Saturday, July 30, 2016

The Inevitability Of President Donald J. Trump

In February, before any vote was cast, it seemed inconceivable that Donald J. Trump would be a nominated candidate for President and yet, reluctantly, I predicted that he would become the next President Of The United States.
I made a brief argument based on my scientific work, work that concerns the complex behavior of organisms, and the idea that Indiscriminate Familiarity equals Trust.
In other words, I argued that Donald J. Trump has exposure never seen before in a candidate. And this exposure is primarily due to his 15+ television seasons of The Apprentice. Since 2004, for 12 years, the public (although probably not you and I) has been exposed to a continuous flow of Donald J. Trump.
It should be clear that what applies to one, applies to all. So the dynamics I describe here can be found in every election.
Past elections started with relatively unknown presidential candidates and so, according to this theory, the winner would be the one that during the campaign could garner, beg or steal, the greater amount of familiarity before election day.
Advances in new media and personal technology today enable social immediacy, simple exposure, familiarity — trust — to be easily bought.
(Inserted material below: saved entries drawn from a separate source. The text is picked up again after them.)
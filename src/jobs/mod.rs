use std::collections::{HashSet, VecDeque};
use std::sync::Mutex;

use anyhow::Result;
use log::warn;

/// A queued unit of background work. Jobs are payload-free markers; the key
/// carries all the identity a worker needs (here: the chat ID), and the
/// worker re-discovers what actually needs doing when it runs.
#[derive(Clone, Debug, PartialEq, Eq, Hash)]
pub struct Job {
    pub kind: &'static str,
    pub key: String,
}

#[derive(Default)]
struct QueueState {
    queue: VecDeque<Job>,
    busy: HashSet<Job>,
}

/// In-process job queue with per-(kind, key) coalescing: a second enqueue of
/// a job that is already queued or running is dropped. Triggers and
/// execution are decoupled, so workers must tolerate waking up with nothing
/// to do.
#[derive(Default)]
pub struct JobQueue {
    state: Mutex<QueueState>,
}

impl JobQueue {
    pub fn new() -> JobQueue {
        JobQueue::default()
    }

    /// Returns false when the job was coalesced with an existing one.
    pub fn enqueue(&self, kind: &'static str, key: &str) -> bool {
        let job = Job {
            kind,
            key: key.to_string(),
        };
        let mut state = self.state.lock().unwrap();
        if state.busy.contains(&job) {
            return false;
        }
        state.busy.insert(job.clone());
        state.queue.push_back(job);
        true
    }

    pub fn pending_count(&self) -> usize {
        self.state.lock().unwrap().queue.len()
    }

    /// Pops the next job and marks it in flight until the returned guard is
    /// dropped; enqueues for the same (kind, key) coalesce meanwhile.
    pub fn next(&self) -> Option<JobGuard<'_>> {
        let mut state = self.state.lock().unwrap();
        let job = state.queue.pop_front()?;
        Some(JobGuard { queue: self, job })
    }
}

pub struct JobGuard<'a> {
    queue: &'a JobQueue,
    pub job: Job,
}

impl Drop for JobGuard<'_> {
    fn drop(&mut self) {
        let mut state = self.queue.state.lock().unwrap();
        state.busy.remove(&self.job);
    }
}

/// Drains the queue, running each job through `run`. Job failures are logged
/// and never abort the drain. Returns how many jobs ran.
pub fn run_pending(queue: &JobQueue, mut run: impl FnMut(&Job) -> Result<()>) -> usize {
    let mut ran = 0;
    while let Some(guard) = queue.next() {
        if let Err(err) = run(&guard.job) {
            warn!("job {}({}) failed: {err:#}", guard.job.kind, guard.job.key);
        }
        ran += 1;
    }
    ran
}
use anyhow::{anyhow, Result};
use serde::{Deserialize, Serialize};

use crate::llm::Price;

pub fn new_id() -> String {
    uuid::Uuid::new_v4().to_string()
}

#[derive(Clone, Copy, Debug, PartialEq, Eq, Serialize, Deserialize)]
#[serde(rename_all = "lowercase")]
pub enum MessageRole {
    User,
    Bot,
}

impl MessageRole {
    pub fn as_str(self) -> &'static str {
        match self {
            MessageRole::User => "user",
            MessageRole::Bot => "bot",
        }
    }

    /// Role string used by chat-completions requests.
    pub fn completion_role(self) -> &'static str {
        match self {
            MessageRole::User => "user",
            MessageRole::Bot => "assistant",
        }
    }
}

#[derive(Clone, Copy, Debug, PartialEq, Eq, Serialize, Deserialize)]
#[serde(rename_all = "lowercase")]
pub enum MessageState {
    Pending,
    Finished,
    Failed,
}

impl MessageState {
    pub fn is_terminal(self) -> bool {
        !matches!(self, MessageState::Pending)
    }

    /// The only legal transitions are pending -> finished and pending -> failed.
    pub fn can_transition_to(self, next: MessageState) -> bool {
        self == MessageState::Pending && next.is_terminal()
    }
}

#[derive(Clone, Debug, PartialEq, Serialize, Deserialize)]
pub struct Message {
    pub id: String,
    pub role: MessageRole,
    pub state: MessageState,
    pub text: String,
    pub turn_id: String,
    pub turn_index: usize,
    #[serde(default, skip_serializing_if = "Option::is_none")]
    pub embedding: Option<Vec<f32>>,
    #[serde(default, skip_serializing_if = "Vec::is_empty")]
    pub context_content_ids: Vec<String>,
    #[serde(default, skip_serializing_if = "Vec::is_empty")]
    pub context_distances: Vec<f64>,
}

impl Message {
    /// Moves the message into a terminal state. Illegal transitions are
    /// programming errors and panic.
    pub fn transition(&mut self, next: MessageState) {
        if !self.state.can_transition_to(next) {
            panic!(
                "illegal message state transition {:?} -> {:?} on {}",
                self.state, next, self.id
            );
        }
        self.state = next;
    }
}

#[derive(Clone, Debug, PartialEq, Serialize, Deserialize)]
pub struct Turn {
    pub id: String,
    pub index: usize,
    pub role: MessageRole,
    pub versions: Vec<Message>,
}

impl Turn {
    /// The last version is the authoritative one for rendering.
    pub fn last_message(&self) -> Option<&Message> {
        self.versions.last()
    }

    pub fn message(&self, message_id: &str) -> Option<&Message> {
        self.versions.iter().find(|m| m.id == message_id)
    }

    pub fn is_last_message_pending(&self) -> bool {
        self.last_message()
            .is_some_and(|m| m.state == MessageState::Pending)
    }
}

#[derive(Clone, Debug, PartialEq, Serialize, Deserialize)]
pub struct Chat {
    pub id: String,
    pub account_id: String,
    pub user_id: String,
    pub cost: Price,
    pub title: String,
    pub title_customized: bool,
    pub title_generated: bool,
    pub title_regen_requested: bool,
    pub created_at_ms: i64,
}

impl Chat {
    pub fn new(account_id: &str, user_id: &str, created_at_ms: i64) -> Self {
        Chat {
            id: new_id(),
            account_id: account_id.to_string(),
            user_id: user_id.to_string(),
            cost: Price::ZERO,
            title: String::new(),
            title_customized: false,
            title_generated: false,
            title_regen_requested: false,
            created_at_ms,
        }
    }

    pub fn needs_title(&self) -> bool {
        self.title_regen_requested || (!self.title_generated && !self.title_customized)
    }

    pub fn title_with_fallback(&self) -> &str {
        if self.title.is_empty() {
            &self.id
        } else {
            &self.title
        }
    }
}

/// Bulk conversation content, stored separately from the Chat header so that
/// fast-changing turns do not contend with header updates.
#[derive(Clone, Debug, Default, PartialEq, Serialize, Deserialize)]
pub struct ChatContent {
    pub chat_id: String,
    #[serde(default)]
    pub turns: Vec<Turn>,
}

impl ChatContent {
    pub fn new(chat_id: &str) -> Self {
        ChatContent {
            chat_id: chat_id.to_string(),
            turns: Vec::new(),
        }
    }

    /// Appends a new turn and returns its index. Turn indexes are monotonic
    /// and assigned at creation.
    pub fn append_turn(&mut self, role: MessageRole) -> usize {
        let index = self.turns.len();
        self.turns.push(Turn {
            id: new_id(),
            index,
            role,
            versions: Vec::new(),
        });
        index
    }

    pub fn append_user_message(&mut self, turn_index: usize, text: &str) -> Message {
        let turn = &mut self.turns[turn_index];
        if turn.role != MessageRole::User {
            panic!("cannot append a user message to a {} turn", turn.role.as_str());
        }
        let msg = Message {
            id: new_id(),
            role: MessageRole::User,
            state: MessageState::Finished,
            text: text.to_string(),
            turn_id: turn.id.clone(),
            turn_index,
            embedding: None,
            context_content_ids: Vec::new(),
            context_distances: Vec::new(),
        };
        turn.versions.push(msg.clone());
        msg
    }

    pub fn append_pending_bot_message(&mut self, turn_index: usize) -> Message {
        let turn = &mut self.turns[turn_index];
        if turn.role != MessageRole::Bot {
            panic!("cannot append a bot message to a {} turn", turn.role.as_str());
        }
        let msg = Message {
            id: new_id(),
            role: MessageRole::Bot,
            state: MessageState::Pending,
            text: String::new(),
            turn_id: turn.id.clone(),
            turn_index,
            embedding: None,
            context_content_ids: Vec::new(),
            context_distances: Vec::new(),
        };
        turn.versions.push(msg.clone());
        msg
    }

    pub fn find_message(&self, message_id: &str) -> Option<(&Turn, &Message)> {
        for turn in &self.turns {
            if let Some(msg) = turn.message(message_id) {
                return Some((turn, msg));
            }
        }
        None
    }

    /// Re-resolves a message captured in an earlier transaction against this
    /// (freshly loaded) content. Returns None when the turn or version has
    /// vanished in the meantime; callers must treat that as concurrency loss,
    /// not an error.
    pub fn fresh_message(&mut self, stale: &Message) -> Option<&mut Message> {
        let turn = self.turns.get_mut(stale.turn_index)?;
        turn.versions.iter_mut().find(|m| m.id == stale.id)
    }

    /// First user turn's latest message among turns strictly before
    /// `before_turn_index`.
    pub fn first_user_message(&self, before_turn_index: usize) -> Option<&Message> {
        self.turns
            .iter()
            .take(before_turn_index)
            .find(|t| t.role == MessageRole::User)
            .and_then(Turn::last_message)
    }

    /// Most recent user turn's latest message among turns strictly before
    /// `before_turn_index`.
    pub fn latest_user_message(&self, before_turn_index: usize) -> Option<&Message> {
        self.turns
            .iter()
            .take(before_turn_index)
            .rev()
            .find(|t| t.role == MessageRole::User)
            .and_then(Turn::last_message)
    }

    /// Newest bot turn whose authoritative version is still pending.
    pub fn find_pending_bot_message(&self) -> Option<&Message> {
        self.turns
            .iter()
            .rev()
            .filter(|t| t.role == MessageRole::Bot)
            .find(|t| t.is_last_message_pending())
            .and_then(Turn::last_message)
    }

    /// Every version of every user turn that has no embedding yet.
    pub fn unembedded_user_messages(&self) -> Vec<&Message> {
        self.turns
            .iter()
            .filter(|t| t.role == MessageRole::User)
            .flat_map(|t| t.versions.iter())
            .filter(|m| m.embedding.is_none())
            .collect()
    }
}

#[derive(Clone, Copy, Debug, PartialEq, Eq, Hash)]
pub enum EmbeddingType {
    TextAda002,
}

impl EmbeddingType {
    /// The embedding type new vectors are computed with; older rows of other
    /// types are ignored by retrieval.
    pub const CURRENT: EmbeddingType = EmbeddingType::TextAda002;

    pub fn as_str(self) -> &'static str {
        match self {
            EmbeddingType::TextAda002 => "ada002",
        }
    }

    pub fn parse(s: &str) -> Result<Self> {
        match s {
            "ada002" => Ok(EmbeddingType::TextAda002),
            other => Err(anyhow!("unknown embedding type {other:?}")),
        }
    }
}

#[derive(Clone, Debug, PartialEq)]
pub struct Account {
    pub id: String,
    pub name: String,
}

/// One stored unit of account knowledge text, eligible for retrieval.
#[derive(Clone, Debug, PartialEq)]
pub struct ContentChunk {
    pub id: String,
    pub account_id: String,
    pub item_id: String,
    pub text: String,
}

/// One vector per (content chunk, embedding type). Immutable once written;
/// re-embedding replaces the row.
#[derive(Clone, Debug, PartialEq)]
pub struct ContentEmbedding {
    pub content_id: String,
    pub embedding_type: EmbeddingType,
    pub account_id: String,
    pub item_id: String,
    pub token_count: u32,
    pub vector: Vec<f32>,
}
This is why candidates that spend on media exposure promoting their own policies win, why those that give exposure to their competitors lose, and why those with privilege have an undue advantage.
Ronald Reagan and Arnold Schwarzenegger are ready examples of elected officials in which the effect of this theory can be easily argued. But cases can, I believe, be made for every president, and every elected official, of the modern era.
For example, Barack Obama benefited from a familiarity with America's worse public enemy at the time. Many English speakers could not easily differentiate between the name Barack Obama and Osama Bin Laden, underscoring the indiscriminate nature of this familiarity.
Over the years the effect has been mostly benign. We’ve been lucky.
Indiscriminate familiarity is simple exposure. It gives no account to policy, faux pas, whatever was said, or personality. The theory simply states that indiscriminate familiarity is trust — and that we act on trust.
I was so alarmed by this realization that in February I saw the potential for the first USA Military Coup should Trump be elected, I believe that this maybe the only possible peaceful resolution. I have given this idea much thought since and I believe that the Supreme Court would need to initiate the act.
Before the Supreme Court can act, however, it must understand the implications, what is involved in this simple mechanism, and the strengths and weaknesses of the scientific theory.
The theory is difficult for many to accept because they are drawn into the public narrative and they feel the ebb and flow of the constant narrative. Emotions rise. But this narrative makes no practical difference, it only changes how those engaged feel. It has little to no effect upon behavior and it distracts us from the dilemma at hand.
The theory undermines the very nature of our democracy. It argues that politics is futile. The cherished VOTE impotent.
The 2016 election, like all the so-called democratic elections before it, will be an act of the mob. The choice of the mob is necessarily Donald J. Trump.